TGF-D 1 was found to be expressed throughout the aneurismal aortic media, whereas controls only showed significant expression in the media adjacent to the adventitia layer, which is normally the most active. SMAD3 pull mice have the same trait as humans, with abnormal calcification of synovial joints with osteophytes (knee, vertebral bones, and sternum), loss of articular cartilage, inter vertebral degradation, and hyperplastic differentiation of articular chondrocytes. These findings support the importance of SMAD3-mediated signals in cartilage maintenance. Later studies in SMAD3 knock-out mice revealed a vascular phenotype characterized by progressive age-induced aortic root, ascending aorta dilation, aneurysm rupture, and aortic dissection.
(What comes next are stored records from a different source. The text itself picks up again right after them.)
use std::sync::Arc;

use compass_api::config::ApiConfig;
use compass_api::routes;
use compass_api::state::AppState;
use compass_store::Database;

#[tokio::main]
async fn main() {
    tracing_subscriber::fmt::init();

    let config = ApiConfig::from_env();
    let db = Arc::new(Database::connect(&config.store).await);

    let state = AppState::new(Arc::clone(&db));
    state.ensure_collections().await;

    let app = routes::router().with_state(state);

    let listener = tokio::net::TcpListener::bind(&config.addr)
        .await
        .unwrap_or_else(|e| {
            eprintln!("failed to bind {}: {e}", config.addr);
            std::process::exit(1);
        });

    let mode = db.mode().map_or_else(|| "unavailable".to_string(), |m| m.to_string());
    tracing::info!("compass-api listening on {} (database: {mode})", config.addr);

    if let Err(e) = axum::serve(listener, app)
        .with_graceful_shutdown(shutdown_signal())
        .await
    {
        tracing::error!(error = %e, "server error");
    }

    db.close().await;
}

async fn shutdown_signal() {
    if let Err(e) = tokio::signal::ctrl_c().await {
        tracing::warn!(error = %e, "failed to listen for ctrl-c");
        std::future::pending::<()>().await;
    }
    tracing::info!("shutting down");
}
Binding of ligands TGF-I3 is a TGF-13 super family ligand that is found in three TGF-I3 and also found in humans TOF-131, TOF-132, and TOF-f33. TGF-13s are secreted inactively they are synthesized as propeptide precursors with a prodomain also known as a latency-associated peptide, or LAP and a mature domain, forming the Small Latent Complex (SLC). The Large Latent Complex (LLC) is formed by disulphide-bonding the Latent TGF-13-Binding Protein 1 (LTBP-1) to the LAP of the SLC. LTBP-1 has domains that interact with matrix molecules like micro fibrils, directing the LLC to the extracellular matrix. TGF-131 sequestration/release is determined by interactions between TGF-13 I and LTBP-1, as well as between LTBP-1 and matrix proteins. TGF-13 signaling is regulated by the extracellular matrix, which is an important regulatory mechanism.

Conclusion

Phosphorylation and receptor recruitment TGF-3 receptors have a cysteine-rich extracellular domain, a Trans membrane domain, and a serine/threonine-rich cytoplasmic domain. TGFBR1 is one of seven types I receptors or activin-like receptor kinases described, and five different types II receptors, including TGFBR2. The TGF-I3 ligand binds to the constitutively active TGF-I3 type II receptor dimer, which recruits a TGF-13 type I receptor dimer to form a complex that allows the type I receptor to be phosphorylated and activated.